Input for this task section start

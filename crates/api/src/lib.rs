//! HTTP API layer for StackIt.
//!
//! This crate provides the JSON API and real-time notification stream:
//!
//! - **Endpoints**: RPC-style `POST` routes for questions, answers, votes and moderation
//! - **Extractors**: Authenticated, optional and admin callers
//! - **Middleware**: Bearer credential resolution
//! - **Streaming**: Server-Sent Events for notifications
//!
//! Built on Axum 0.8 with Tower middleware stack.

pub mod endpoints;
pub mod extractors;
pub mod middleware;
pub mod response;
pub mod sse;

pub use endpoints::router;
pub use middleware::{AppState, auth_middleware};
pub use sse::{SseBroadcaster, SseEvent};
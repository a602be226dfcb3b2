//! Fixtures shared by service tests.

#![allow(clippy::unwrap_used)]

use std::sync::{Arc, Mutex};

use async_trait::async_trait;
use chrono::Utc;
use sea_orm::{DatabaseBackend, DatabaseConnection, MockDatabase, MockExecResult};
use stackit_common::{AppError, AppResult};
use stackit_db::entities::{
    answer, question,
    user::{self, UserRole},
};

use super::event_publisher::{EventPublisher, NotificationEvent};

/// Records every published event.
#[derive(Default)]
pub struct RecordingPublisher {
    events: Mutex<Vec<(String, NotificationEvent)>>,
}

impl RecordingPublisher {
    pub fn events(&self) -> Vec<(String, NotificationEvent)> {
        self.events.lock().unwrap().clone()
    }
}

#[async_trait]
impl EventPublisher for RecordingPublisher {
    async fn publish_notification(&self, user_id: &str, event: NotificationEvent) -> AppResult<()> {
        self.events.lock().unwrap().push((user_id.to_string(), event));
        Ok(())
    }
}

/// Fails every publish.
pub struct FailingPublisher;

#[async_trait]
impl EventPublisher for FailingPublisher {
    async fn publish_notification(&self, _user_id: &str, _event: NotificationEvent) -> AppResult<()> {
        Err(AppError::Internal("socket layer down".to_string()))
    }
}

pub fn exec(rows_affected: u64) -> MockExecResult {
    MockExecResult {
        last_insert_id: 0,
        rows_affected,
    }
}

pub fn empty_db() -> Arc<DatabaseConnection> {
    Arc::new(MockDatabase::new(DatabaseBackend::Postgres).into_connection())
}

pub fn user_model(id: &str, role: UserRole) -> user::Model {
    user::Model {
        id: id.to_string(),
        username: id.to_string(),
        username_lower: id.to_lowercase(),
        email: Some(format!("{id}@example.com")),
        token: Some(format!("token_{id}")),
        role,
        is_banned: false,
        avatar_url: None,
        created_at: Utc::now().into(),
        updated_at: None,
    }
}

pub fn question_model(id: &str, user_id: &str) -> question::Model {
    question::Model {
        id: id.to_string(),
        user_id: user_id.to_string(),
        title: "Lifetimes".to_string(),
        description: "How do lifetimes interact with async blocks?".to_string(),
        votes: 0,
        view_count: 0,
        answers_count: 0,
        accepted_answer_id: None,
        created_at: Utc::now().into(),
        updated_at: None,
    }
}

pub fn answer_model(id: &str, question_id: &str, user_id: &str, is_accepted: bool) -> answer::Model {
    answer::Model {
        id: id.to_string(),
        question_id: question_id.to_string(),
        user_id: user_id.to_string(),
        content: "Use an owned value or move it into the block.".to_string(),
        votes: 0,
        is_accepted,
        created_at: Utc::now().into(),
        updated_at: None,
    }
}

Input for this task section end

• [Exercise] Isolate each line of the listing above that includes "FailingPublisher". Copy it.

• [Response to this exercise]
pub struct FailingPublisher;
impl EventPublisher for FailingPublisher {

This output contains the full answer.